» **Required action**
Read through the entries below and return each line with the word "AnnealConfig".

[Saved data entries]
════════════════

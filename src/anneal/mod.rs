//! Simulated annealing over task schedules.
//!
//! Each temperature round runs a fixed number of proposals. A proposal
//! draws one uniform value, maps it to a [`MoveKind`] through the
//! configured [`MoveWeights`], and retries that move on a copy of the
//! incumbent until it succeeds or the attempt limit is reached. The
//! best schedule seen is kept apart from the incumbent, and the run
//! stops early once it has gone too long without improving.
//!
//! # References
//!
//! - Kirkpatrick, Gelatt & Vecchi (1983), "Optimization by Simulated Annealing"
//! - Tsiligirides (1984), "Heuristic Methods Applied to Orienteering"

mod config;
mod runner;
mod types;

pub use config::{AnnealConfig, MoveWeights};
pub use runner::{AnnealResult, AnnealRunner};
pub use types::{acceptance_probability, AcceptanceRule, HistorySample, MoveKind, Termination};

════════════════

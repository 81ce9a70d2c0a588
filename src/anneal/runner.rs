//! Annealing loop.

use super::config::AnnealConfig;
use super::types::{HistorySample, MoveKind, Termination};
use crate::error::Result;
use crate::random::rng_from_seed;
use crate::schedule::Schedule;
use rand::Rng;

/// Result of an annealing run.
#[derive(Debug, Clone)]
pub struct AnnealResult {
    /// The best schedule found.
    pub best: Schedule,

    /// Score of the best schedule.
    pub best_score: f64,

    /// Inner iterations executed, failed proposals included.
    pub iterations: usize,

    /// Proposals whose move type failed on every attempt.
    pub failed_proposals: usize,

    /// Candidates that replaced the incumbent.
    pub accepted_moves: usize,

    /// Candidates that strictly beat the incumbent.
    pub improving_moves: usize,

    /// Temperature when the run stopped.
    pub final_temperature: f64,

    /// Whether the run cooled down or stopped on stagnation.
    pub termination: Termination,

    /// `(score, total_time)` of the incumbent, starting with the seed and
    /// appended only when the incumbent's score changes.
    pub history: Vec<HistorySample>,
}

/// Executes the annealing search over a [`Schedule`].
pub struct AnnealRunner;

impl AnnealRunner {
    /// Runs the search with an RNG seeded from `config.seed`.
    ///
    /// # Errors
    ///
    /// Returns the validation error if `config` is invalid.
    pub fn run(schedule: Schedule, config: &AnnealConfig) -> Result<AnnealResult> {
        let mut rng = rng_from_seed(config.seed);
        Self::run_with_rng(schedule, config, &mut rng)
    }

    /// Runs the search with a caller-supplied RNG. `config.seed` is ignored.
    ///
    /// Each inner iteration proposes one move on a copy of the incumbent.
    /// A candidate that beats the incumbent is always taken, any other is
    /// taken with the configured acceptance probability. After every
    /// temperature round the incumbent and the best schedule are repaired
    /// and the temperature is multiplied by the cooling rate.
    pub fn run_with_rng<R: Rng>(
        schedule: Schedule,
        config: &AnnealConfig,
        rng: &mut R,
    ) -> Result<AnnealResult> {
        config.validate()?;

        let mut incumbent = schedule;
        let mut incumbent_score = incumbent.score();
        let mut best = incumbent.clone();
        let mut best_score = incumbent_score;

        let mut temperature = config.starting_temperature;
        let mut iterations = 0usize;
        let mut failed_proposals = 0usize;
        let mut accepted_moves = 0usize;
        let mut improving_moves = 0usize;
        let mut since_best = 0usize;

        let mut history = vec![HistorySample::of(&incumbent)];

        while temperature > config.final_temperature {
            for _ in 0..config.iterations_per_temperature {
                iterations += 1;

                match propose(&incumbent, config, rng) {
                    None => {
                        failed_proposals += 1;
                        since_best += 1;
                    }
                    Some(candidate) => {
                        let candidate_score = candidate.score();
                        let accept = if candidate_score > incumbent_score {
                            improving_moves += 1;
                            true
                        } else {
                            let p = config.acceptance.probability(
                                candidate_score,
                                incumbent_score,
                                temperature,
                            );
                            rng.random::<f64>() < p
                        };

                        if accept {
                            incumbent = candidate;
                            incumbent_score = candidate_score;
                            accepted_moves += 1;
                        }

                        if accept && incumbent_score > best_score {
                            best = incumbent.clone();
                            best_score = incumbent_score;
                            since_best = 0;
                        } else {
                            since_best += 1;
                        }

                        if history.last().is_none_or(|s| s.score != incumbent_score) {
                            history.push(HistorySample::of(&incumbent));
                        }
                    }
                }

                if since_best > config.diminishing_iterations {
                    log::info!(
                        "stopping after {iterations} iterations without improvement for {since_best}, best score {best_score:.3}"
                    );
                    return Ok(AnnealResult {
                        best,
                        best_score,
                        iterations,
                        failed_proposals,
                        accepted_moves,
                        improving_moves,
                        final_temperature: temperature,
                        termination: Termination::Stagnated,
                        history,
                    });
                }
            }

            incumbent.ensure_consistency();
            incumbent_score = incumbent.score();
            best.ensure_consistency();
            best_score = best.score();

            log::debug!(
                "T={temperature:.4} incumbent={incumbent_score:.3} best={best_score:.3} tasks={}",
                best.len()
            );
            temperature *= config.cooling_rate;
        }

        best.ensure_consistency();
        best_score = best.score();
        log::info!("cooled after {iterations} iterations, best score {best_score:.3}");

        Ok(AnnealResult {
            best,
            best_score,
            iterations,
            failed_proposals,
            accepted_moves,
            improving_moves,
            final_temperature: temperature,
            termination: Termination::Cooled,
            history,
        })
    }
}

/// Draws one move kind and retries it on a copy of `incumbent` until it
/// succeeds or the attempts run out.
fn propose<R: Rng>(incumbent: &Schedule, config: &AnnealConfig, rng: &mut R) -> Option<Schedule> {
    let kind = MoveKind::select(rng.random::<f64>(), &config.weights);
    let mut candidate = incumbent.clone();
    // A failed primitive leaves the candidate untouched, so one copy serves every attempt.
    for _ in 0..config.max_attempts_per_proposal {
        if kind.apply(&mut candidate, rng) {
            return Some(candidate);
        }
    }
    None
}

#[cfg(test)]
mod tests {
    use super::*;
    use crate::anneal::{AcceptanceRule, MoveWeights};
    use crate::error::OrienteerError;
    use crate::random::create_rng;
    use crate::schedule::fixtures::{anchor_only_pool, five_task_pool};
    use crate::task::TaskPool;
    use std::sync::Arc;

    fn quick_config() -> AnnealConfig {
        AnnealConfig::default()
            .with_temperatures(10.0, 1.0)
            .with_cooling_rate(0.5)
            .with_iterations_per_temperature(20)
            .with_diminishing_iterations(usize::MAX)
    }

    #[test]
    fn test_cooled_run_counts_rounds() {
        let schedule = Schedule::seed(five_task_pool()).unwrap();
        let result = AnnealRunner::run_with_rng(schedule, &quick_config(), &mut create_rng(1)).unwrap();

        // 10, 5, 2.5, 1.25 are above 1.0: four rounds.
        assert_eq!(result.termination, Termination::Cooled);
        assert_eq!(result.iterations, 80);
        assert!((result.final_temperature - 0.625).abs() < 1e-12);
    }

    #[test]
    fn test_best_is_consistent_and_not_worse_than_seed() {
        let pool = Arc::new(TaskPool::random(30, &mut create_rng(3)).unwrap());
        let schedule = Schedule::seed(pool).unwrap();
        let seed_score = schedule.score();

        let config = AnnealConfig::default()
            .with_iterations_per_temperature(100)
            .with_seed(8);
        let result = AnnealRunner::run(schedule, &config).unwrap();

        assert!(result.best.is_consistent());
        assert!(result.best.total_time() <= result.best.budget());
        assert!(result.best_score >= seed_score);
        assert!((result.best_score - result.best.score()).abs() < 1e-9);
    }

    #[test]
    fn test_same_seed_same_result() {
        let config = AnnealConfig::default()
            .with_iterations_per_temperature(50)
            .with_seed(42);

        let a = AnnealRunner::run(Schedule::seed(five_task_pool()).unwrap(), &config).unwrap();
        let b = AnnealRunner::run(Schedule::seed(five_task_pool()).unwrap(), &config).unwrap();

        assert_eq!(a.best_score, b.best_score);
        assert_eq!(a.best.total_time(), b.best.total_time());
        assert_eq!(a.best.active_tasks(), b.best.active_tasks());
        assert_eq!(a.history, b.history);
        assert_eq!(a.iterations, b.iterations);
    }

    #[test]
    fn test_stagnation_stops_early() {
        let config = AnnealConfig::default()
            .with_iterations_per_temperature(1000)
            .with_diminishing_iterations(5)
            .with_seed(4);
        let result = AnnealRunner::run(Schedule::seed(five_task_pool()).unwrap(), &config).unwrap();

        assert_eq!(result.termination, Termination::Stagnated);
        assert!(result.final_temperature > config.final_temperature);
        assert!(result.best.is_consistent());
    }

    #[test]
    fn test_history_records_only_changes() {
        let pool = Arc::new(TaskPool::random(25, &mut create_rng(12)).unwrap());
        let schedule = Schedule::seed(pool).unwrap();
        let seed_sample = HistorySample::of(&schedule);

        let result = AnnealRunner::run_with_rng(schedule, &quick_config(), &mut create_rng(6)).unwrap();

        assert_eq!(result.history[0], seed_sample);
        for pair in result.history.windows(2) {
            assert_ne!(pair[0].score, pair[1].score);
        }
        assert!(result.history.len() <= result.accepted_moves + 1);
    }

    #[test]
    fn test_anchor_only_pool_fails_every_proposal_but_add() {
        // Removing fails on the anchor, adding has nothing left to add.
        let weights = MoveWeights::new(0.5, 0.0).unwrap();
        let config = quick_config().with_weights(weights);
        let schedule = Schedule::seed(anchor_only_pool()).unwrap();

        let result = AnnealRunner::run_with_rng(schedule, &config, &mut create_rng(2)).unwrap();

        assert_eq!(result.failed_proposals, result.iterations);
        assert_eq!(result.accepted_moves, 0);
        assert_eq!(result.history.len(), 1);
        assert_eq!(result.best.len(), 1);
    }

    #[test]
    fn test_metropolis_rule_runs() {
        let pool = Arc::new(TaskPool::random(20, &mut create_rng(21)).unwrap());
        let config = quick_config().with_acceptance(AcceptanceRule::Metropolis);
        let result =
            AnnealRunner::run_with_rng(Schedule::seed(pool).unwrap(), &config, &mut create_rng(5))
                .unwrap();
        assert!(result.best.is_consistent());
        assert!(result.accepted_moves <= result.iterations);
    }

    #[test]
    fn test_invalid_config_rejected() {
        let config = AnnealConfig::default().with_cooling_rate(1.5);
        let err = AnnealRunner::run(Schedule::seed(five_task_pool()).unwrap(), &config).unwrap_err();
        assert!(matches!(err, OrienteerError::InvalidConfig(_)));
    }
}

════════════════

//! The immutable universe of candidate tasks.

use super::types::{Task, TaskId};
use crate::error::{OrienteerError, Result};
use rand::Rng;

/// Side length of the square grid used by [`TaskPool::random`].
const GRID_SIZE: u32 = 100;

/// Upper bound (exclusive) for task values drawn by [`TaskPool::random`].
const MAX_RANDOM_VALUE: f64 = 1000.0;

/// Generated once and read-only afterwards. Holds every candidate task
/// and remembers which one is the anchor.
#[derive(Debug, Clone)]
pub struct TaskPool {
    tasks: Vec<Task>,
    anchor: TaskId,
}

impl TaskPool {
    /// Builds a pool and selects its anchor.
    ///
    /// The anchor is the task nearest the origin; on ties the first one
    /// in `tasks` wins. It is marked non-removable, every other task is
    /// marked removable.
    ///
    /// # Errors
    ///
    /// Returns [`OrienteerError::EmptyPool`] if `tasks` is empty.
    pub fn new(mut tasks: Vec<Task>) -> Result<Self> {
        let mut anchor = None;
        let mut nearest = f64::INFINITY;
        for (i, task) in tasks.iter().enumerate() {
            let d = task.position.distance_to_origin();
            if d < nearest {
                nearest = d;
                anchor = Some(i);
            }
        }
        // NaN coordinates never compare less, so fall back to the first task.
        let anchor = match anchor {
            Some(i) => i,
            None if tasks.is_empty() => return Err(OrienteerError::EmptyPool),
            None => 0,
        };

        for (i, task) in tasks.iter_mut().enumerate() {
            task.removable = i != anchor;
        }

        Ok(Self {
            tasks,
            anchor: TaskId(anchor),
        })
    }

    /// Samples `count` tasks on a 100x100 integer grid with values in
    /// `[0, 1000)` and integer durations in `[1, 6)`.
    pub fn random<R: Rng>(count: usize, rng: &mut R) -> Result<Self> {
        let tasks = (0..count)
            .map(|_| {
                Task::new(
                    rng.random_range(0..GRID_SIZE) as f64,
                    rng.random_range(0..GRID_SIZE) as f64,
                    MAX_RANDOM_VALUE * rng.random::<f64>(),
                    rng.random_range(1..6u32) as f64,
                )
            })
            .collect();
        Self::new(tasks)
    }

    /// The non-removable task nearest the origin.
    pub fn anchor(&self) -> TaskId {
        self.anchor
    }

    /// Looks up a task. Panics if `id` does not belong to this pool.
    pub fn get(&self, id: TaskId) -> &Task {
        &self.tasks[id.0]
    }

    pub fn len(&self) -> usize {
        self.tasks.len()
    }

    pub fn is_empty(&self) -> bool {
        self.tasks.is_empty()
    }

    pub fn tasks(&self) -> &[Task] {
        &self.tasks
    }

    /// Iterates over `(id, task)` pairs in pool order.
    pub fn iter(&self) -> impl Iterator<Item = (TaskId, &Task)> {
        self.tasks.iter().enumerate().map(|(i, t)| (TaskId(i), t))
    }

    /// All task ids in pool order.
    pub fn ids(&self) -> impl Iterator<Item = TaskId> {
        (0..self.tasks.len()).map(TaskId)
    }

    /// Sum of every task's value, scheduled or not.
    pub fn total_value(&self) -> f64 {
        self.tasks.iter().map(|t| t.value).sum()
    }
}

════════════════

» **Result**
pub use config::{AnnealConfig, MoveWeights};
use super::config::AnnealConfig;
    pub fn run(schedule: Schedule, config: &AnnealConfig) -> Result<AnnealResult> {
        config: &AnnealConfig,
fn propose<R: Rng>(incumbent: &Schedule, config: &AnnealConfig, rng: &mut R) -> Option<Schedule> {
    fn quick_config() -> AnnealConfig {
        AnnealConfig::default()
        let config = AnnealConfig::default()
        let config = AnnealConfig::default()
        let config = AnnealConfig::default()
        let config = AnnealConfig::default().with_cooling_rate(1.5);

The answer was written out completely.